**What to work on**
Word for word, restate each entry that appears below.

**Dataset entries**
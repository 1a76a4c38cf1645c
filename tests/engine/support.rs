//! Shared helpers: a recording reporter and `sh`-based fake engines.

use std::sync::Mutex;

use scanmon::engine::{EngineCommand, ProgressReporter};

/// One reporter callback.
#[derive(Clone, Debug, PartialEq, Eq)]
pub enum Event {
    Started(String, u64),
    Progress(u64, u8),
    Finding(String),
    Warning(String),
    UpdateStarted,
    Heartbeat,
    Finished,
}

/// Reporter that records every callback in order.
#[derive(Default)]
pub struct Recording {
    pub events: Mutex<Vec<Event>>,
}

impl Recording {
    fn push(&self, event: Event) {
        self.events.lock().expect("lock").push(event);
    }

    /// Snapshot of the recorded events.
    pub fn events(&self) -> Vec<Event> {
        self.events.lock().expect("lock").clone()
    }

    /// Last progress event, if any.
    pub fn last_progress(&self) -> Option<(u64, u8)> {
        self.events().into_iter().rev().find_map(|e| match e {
            Event::Progress(observed, percent) => Some((observed, percent)),
            _ => None,
        })
    }

    /// All finding lines.
    pub fn findings(&self) -> Vec<String> {
        self.events()
            .into_iter()
            .filter_map(|e| match e {
                Event::Finding(line) => Some(line),
                _ => None,
            })
            .collect()
    }

    /// All warning lines.
    pub fn warnings(&self) -> Vec<String> {
        self.events()
            .into_iter()
            .filter_map(|e| match e {
                Event::Warning(line) => Some(line),
                _ => None,
            })
            .collect()
    }
}

impl ProgressReporter for Recording {
    fn scan_started(&self, label: &str, expected: u64) {
        self.push(Event::Started(label.to_string(), expected));
    }
    fn scan_progress(&self, observed: u64, percent: u8) {
        self.push(Event::Progress(observed, percent));
    }
    fn finding(&self, line: &str) {
        self.push(Event::Finding(line.to_string()));
    }
    fn warning(&self, line: &str) {
        self.push(Event::Warning(line.to_string()));
    }
    fn update_started(&self) {
        self.push(Event::UpdateStarted);
    }
    fn heartbeat(&self) {
        self.push(Event::Heartbeat);
    }
    fn finished(&self) {
        self.push(Event::Finished);
    }
}

/// What: Fake scan engine running `script` under `sh`.
///
/// Details:
/// - The target path arrives as `$1`, just as it would for the real engine.
pub fn fake_scanner(script: &str) -> EngineCommand {
    EngineCommand {
        program: "sh".to_string(),
        args: vec!["-c".to_string(), script.to_string(), "fake-clamscan".to_string()],
        infected_exit_code: None,
        own_process_group: true,
    }
}

/// Fake updater running `script` under `sh`.
pub fn fake_updater(script: &str) -> EngineCommand {
    EngineCommand {
        program: "sh".to_string(),
        args: vec!["-c".to_string(), script.to_string()],
        infected_exit_code: None,
        own_process_group: false,
    }
}

/// What: Whether a process id still refers to a live (or zombie) process.
#[cfg(unix)]
pub fn process_exists(pid: i32) -> bool {
    nix::sys::signal::kill(nix::unistd::Pid::from_raw(pid), None).is_ok()
}

/// What: Whether `pid` is still running, treating zombies as gone.
///
/// Details:
/// - Orphans are reaped by whatever adopted them, which may lag; polls for up
///   to one second before reporting the process as alive.
#[cfg(unix)]
pub async fn still_running(pid: i32) -> bool {
    for _ in 0..20 {
        let zombie = std::fs::read_to_string(format!("/proc/{pid}/stat"))
            .ok()
            .and_then(|stat| {
                stat.rsplit_once(") ")
                    .and_then(|(_, rest)| rest.chars().next())
            })
            .is_some_and(|state| state == 'Z');
        if zombie || !process_exists(pid) {
            return false;
        }
        tokio::time::sleep(std::time::Duration::from_millis(50)).await;
    }
    true
}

**Expected answer**
repository 1a76a4c38cf1645c
filename tests/engine/support.rs
//! Shared helpers: a recording reporter and `sh`-based fake engines.

use std::sync::Mutex;

use scanmon::engine::{EngineCommand, ProgressReporter};

/// One reporter callback.
#[derive(Clone, Debug, PartialEq, Eq)]
pub enum Event {
    Started(String, u64),
    Progress(u64, u8),
    Finding(String),
    Warning(String),
    UpdateStarted,
    Heartbeat,
    Finished,
}

/// Reporter that records every callback in order.
#[derive(Default)]
pub struct Recording {
    pub events: Mutex<Vec<Event>>,
}

impl Recording {
    fn push(&self, event: Event) {
        self.events.lock().expect("lock").push(event);
    }

    /// Snapshot of the recorded events.
    pub fn events(&self) -> Vec<Event> {
        self.events.lock().expect("lock").clone()
    }

    /// Last progress event, if any.
    pub fn last_progress(&self) -> Option<(u64, u8)> {
        self.events().into_iter().rev().find_map(|e| match e {
            Event::Progress(observed, percent) => Some((observed, percent)),
            _ => None,
        })
    }

    /// All finding lines.
    pub fn findings(&self) -> Vec<String> {
        self.events()
            .into_iter()
            .filter_map(|e| match e {
                Event::Finding(line) => Some(line),
                _ => None,
            })
            .collect()
    }

    /// All warning lines.
    pub fn warnings(&self) -> Vec<String> {
        self.events()
            .into_iter()
            .filter_map(|e| match e {
                Event::Warning(line) => Some(line),
                _ => None,
            })
            .collect()
    }
}

impl ProgressReporter for Recording {
    fn scan_started(&self, label: &str, expected: u64) {
        self.push(Event::Started(label.to_string(), expected));
    }
    fn scan_progress(&self, observed: u64, percent: u8) {
        self.push(Event::Progress(observed, percent));
    }
    fn finding(&self, line: &str) {
        self.push(Event::Finding(line.to_string()));
    }
    fn warning(&self, line: &str) {
        self.push(Event::Warning(line.to_string()));
    }
    fn update_started(&self) {
        self.push(Event::UpdateStarted);
    }
    fn heartbeat(&self) {
        self.push(Event::Heartbeat);
    }
    fn finished(&self) {
        self.push(Event::Finished);
    }
}

/// What: Fake scan engine running `script` under `sh`.
///
/// Details:
/// - The target path arrives as `$1`, just as it would for the real engine.
pub fn fake_scanner(script: &str) -> EngineCommand {
    EngineCommand {
        program: "sh".to_string(),
        args: vec!["-c".to_string(), script.to_string(), "fake-clamscan".to_string()],
        infected_exit_code: None,
        own_process_group: true,
    }
}

/// Fake updater running `script` under `sh`.
pub fn fake_updater(script: &str) -> EngineCommand {
    EngineCommand {
        program: "sh".to_string(),
        args: vec!["-c".to_string(), script.to_string()],
        infected_exit_code: None,
        own_process_group: false,
    }
}

/// What: Whether a process id still refers to a live (or zombie) process.
#[cfg(unix)]
pub fn process_exists(pid: i32) -> bool {
    nix::sys::signal::kill(nix::unistd::Pid::from_raw(pid), None).is_ok()
}

/// What: Whether `pid` is still running, treating zombies as gone.
///
/// Details:
/// - Orphans are reaped by whatever adopted them, which may lag; polls for up
///   to one second before reporting the process as alive.
#[cfg(unix)]
pub async fn still_running(pid: i32) -> bool {
    for _ in 0..20 {
        let zombie = std::fs::read_to_string(format!("/proc/{pid}/stat"))
            .ok()
            .and_then(|stat| {
                stat.rsplit_once(") ")
                    .and_then(|(_, rest)| rest.chars().next())
            })
            .is_some_and(|state| state == 'Z');
        if zombie || !process_exists(pid) {
            return false;
        }
        tokio::time::sleep(std::time::Duration::from_millis(50)).await;
    }
    true
}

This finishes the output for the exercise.